Immunohistochemistry for PD-L1 expression, measured by tumor proportion score, predicts response to immunotherapy in advanced NSCLC without a driver mutation and can be conducted using various validated antibodies.

Once mutation tests, PD-L1 scoring, and histology have been determined, first-line therapy recommendations are:

  • For patients with PD-L1 expression <50 percent, the combination of checkpoint inhibitor and platinum-doublet chemotherapy is recommended.
  • Patients with PD-L1 expression ≥50 percent are offered therapy with checkpoint inhibitors, with or without platinum-doublet chemotherapy.
  • The combination of PD-1/PD-L1 immunotherapy plus anti-cytotoxic T-lymphocyte-associated antigen 4 (CTLA-4) immunotherapy is a chemotherapy-sparing alternative.

Key Challenges in Immunotherapy Use

Although immunotherapy offers significant clinical benefits, over 20% of patients experience immune-related adverse events, with the incidence rising to more than 50% when combination therapies are used.
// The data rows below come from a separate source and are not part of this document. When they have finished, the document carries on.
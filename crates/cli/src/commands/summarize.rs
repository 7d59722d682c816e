//! Snapshot summarize command

use crate::config::WatchConfig;
use crate::output::{format_percent, print_heading, print_table, OutputFormat};
use anyhow::Result;
use insights_lib::aggregation::ClusterAggregator;
use insights_lib::livedata::{LiveDataProvider, UTILIZATION_SERIES};
use insights_lib::models::LiveDataPoint;
use insights_lib::observability::TracingTelemetry;
use insights_lib::snapshot::{FileSnapshotSource, SnapshotSource};
use serde::Serialize;
use std::collections::HashMap;
use std::sync::Arc;
use tabled::Tabled;

/// Row for one utilization series
#[derive(Tabled, Serialize)]
struct SeriesRow {
    #[tabled(rename = "Series")]
    series: String,
    #[tabled(rename = "Value")]
    value: String,
}

/// Row for one count series
#[derive(Tabled, Serialize)]
struct CountRow {
    #[tabled(rename = "Series")]
    series: String,
    #[tabled(rename = "Count")]
    count: u64,
}

/// Load a snapshot directory and print one live data point
pub async fn run(dir: Option<String>, format: OutputFormat) -> Result<()> {
    let config = WatchConfig::load()?;
    let dir = dir.unwrap_or(config.snapshot_dir);

    let source = FileSnapshotSource::new(&dir);
    let snapshot = source.load().await?;

    let provider = LiveDataProvider::new(ClusterAggregator::new(Arc::new(
        TracingTelemetry::new("cli"),
    )));
    let point = provider.build(&snapshot.nodes, &snapshot.node_metrics, &snapshot.pods);

    render(&point, format)
}

/// Print a live data point in the requested format
pub fn render(point: &LiveDataPoint, format: OutputFormat) -> Result<()> {
    match format {
        OutputFormat::Json => {
            println!("{}", serde_json::to_string_pretty(point)?);
        }
        OutputFormat::Table => {
            print_heading("CPU utilization");
            print_table(&utilization_rows(&point.cpu), format);
            print_heading("Memory utilization");
            print_table(&utilization_rows(&point.memory), format);
            print_heading("Nodes");
            print_table(&count_rows(&point.node_count), format);
            print_heading("Pods");
            print_table(&count_rows(&point.pod_count), format);
        }
    }
    Ok(())
}

fn utilization_rows(series: &HashMap<String, f64>) -> Vec<SeriesRow> {
    UTILIZATION_SERIES
        .iter()
        .filter_map(|id| {
            series.get(*id).map(|value| SeriesRow {
                series: id.to_string(),
                value: format_percent(*value),
            })
        })
        .collect()
}

fn count_rows(counts: &HashMap<String, u64>) -> Vec<CountRow> {
    let mut rows: Vec<CountRow> = counts
        .iter()
        .map(|(series, count)| CountRow {
            series: series.clone(),
            count: *count,
        })
        .collect();
    rows.sort_by(|a, b| a.series.cmp(&b.series));
    rows
}
//! Pod-level aggregation: phase counts and per-container resources

use super::ClusterAggregator;
use crate::models::{Pod, PodList, PodMetrics, ResourceClaim, ResourceKind};
use std::collections::HashMap;

impl ClusterAggregator {
    /// Count pods per lower-cased phase, plus a total under `total_key`.
    ///
    /// Every requested phase key starts at zero; phases outside the
    /// requested set are ignored. The total is written last and wins over
    /// a same-named phase bucket.
    pub fn pod_counts(
        &self,
        pods: &PodList,
        total_key: &str,
        phase_keys: &[&str],
    ) -> HashMap<String, u64> {
        let mut counts: HashMap<String, u64> =
            phase_keys.iter().map(|key| (key.to_string(), 0)).collect();

        for pod in &pods.items {
            if let Some(phase) = pod.status.as_ref().and_then(|status| status.phase.as_ref()) {
                if let Some(bucket) = counts.get_mut(&phase.to_lowercase()) {
                    *bucket += 1;
                }
            }
        }

        counts.insert(total_key.to_string(), pods.items.len() as u64);
        counts
    }

    /// Per-container limit or request values for one pod.
    ///
    /// A pod without a spec or without containers yields a single default
    /// `0.0`; a container missing the requested field contributes `0.0`.
    pub fn pod_limits_or_requests(
        &self,
        pod: &Pod,
        claim: ResourceClaim,
        kind: ResourceKind,
    ) -> Vec<f64> {
        let containers = match pod.spec.as_ref() {
            Some(spec) if !spec.containers.is_empty() => &spec.containers,
            _ => return vec![0.0],
        };

        containers
            .iter()
            .map(|container| {
                container
                    .resources
                    .as_ref()
                    .and_then(|resources| resources.claim(claim))
                    .and_then(|quantities| quantities.get(kind))
                    .map(|raw| self.parse_resource(raw, kind))
                    .unwrap_or(0.0)
            })
            .collect()
    }

    /// Per-container usage values from a pod metrics payload.
    pub fn pod_usage(&self, metrics: &PodMetrics, kind: ResourceKind) -> Vec<f64> {
        metrics
            .containers
            .iter()
            .map(|container| {
                container
                    .usage
                    .as_ref()
                    .and_then(|quantities| quantities.get(kind))
                    .map(|raw| self.parse_resource(raw, kind))
                    .unwrap_or(0.0)
            })
            .collect()
    }
}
Immune-related adverse events (IAE) differ in their timing of onset, severity, and underlying biological mechanisms. They can impact a wide range of organs and may occur at any point during the patient’s treatment. While they most commonly arise within the first three months of therapy, they have also been observed long after treatment has been discontinued.

Treatment for IAE primarily involves the use of glucocorticoids for acute cases that arise during immune checkpoint inhibitor treatment, often yielding good results within several weeks. While most IAEs resolve, some can progress into a chronic state after immune checkpoint inhibitor therapy has ended, potentially necessitating lifelong treatment, such as hormonal supplementation or ongoing immunosuppression.

In recent years, international guidelines have been published to assist clinicians in managing IAE. Notable among these are the guidelines from the National Comprehensive Cancer Network (NCCN) and the European Society of Medical Oncology (ESMO). 

It is worth noting that prior to starting treatment, risk stratification is essential to identify patients at high risk of IAEs and to prevent exposure to unacceptable levels of risk, reiterating that immunotherapy is not for everyone. 

Contraindications to immunotherapy include connective tissue, rheumatologic, or interstitial lung disease. For patients who have contraindications to immunotherapy, a histology-appropriate platinum doublet may be used.

Emerging Trends in Immunotherapy for Lung Cancer

Recent interest focuses on combining immune checkpoint inhibitors with novel strategies, such as radiation, other immune checkpoint inhibitors, or systemic therapies.

Another crucial research focus in this field is the use of ‘liquid biopsy’ assays to detect patients who are not responding to therapy early in their treatment, allowing for timely adjustments to their treatment plans.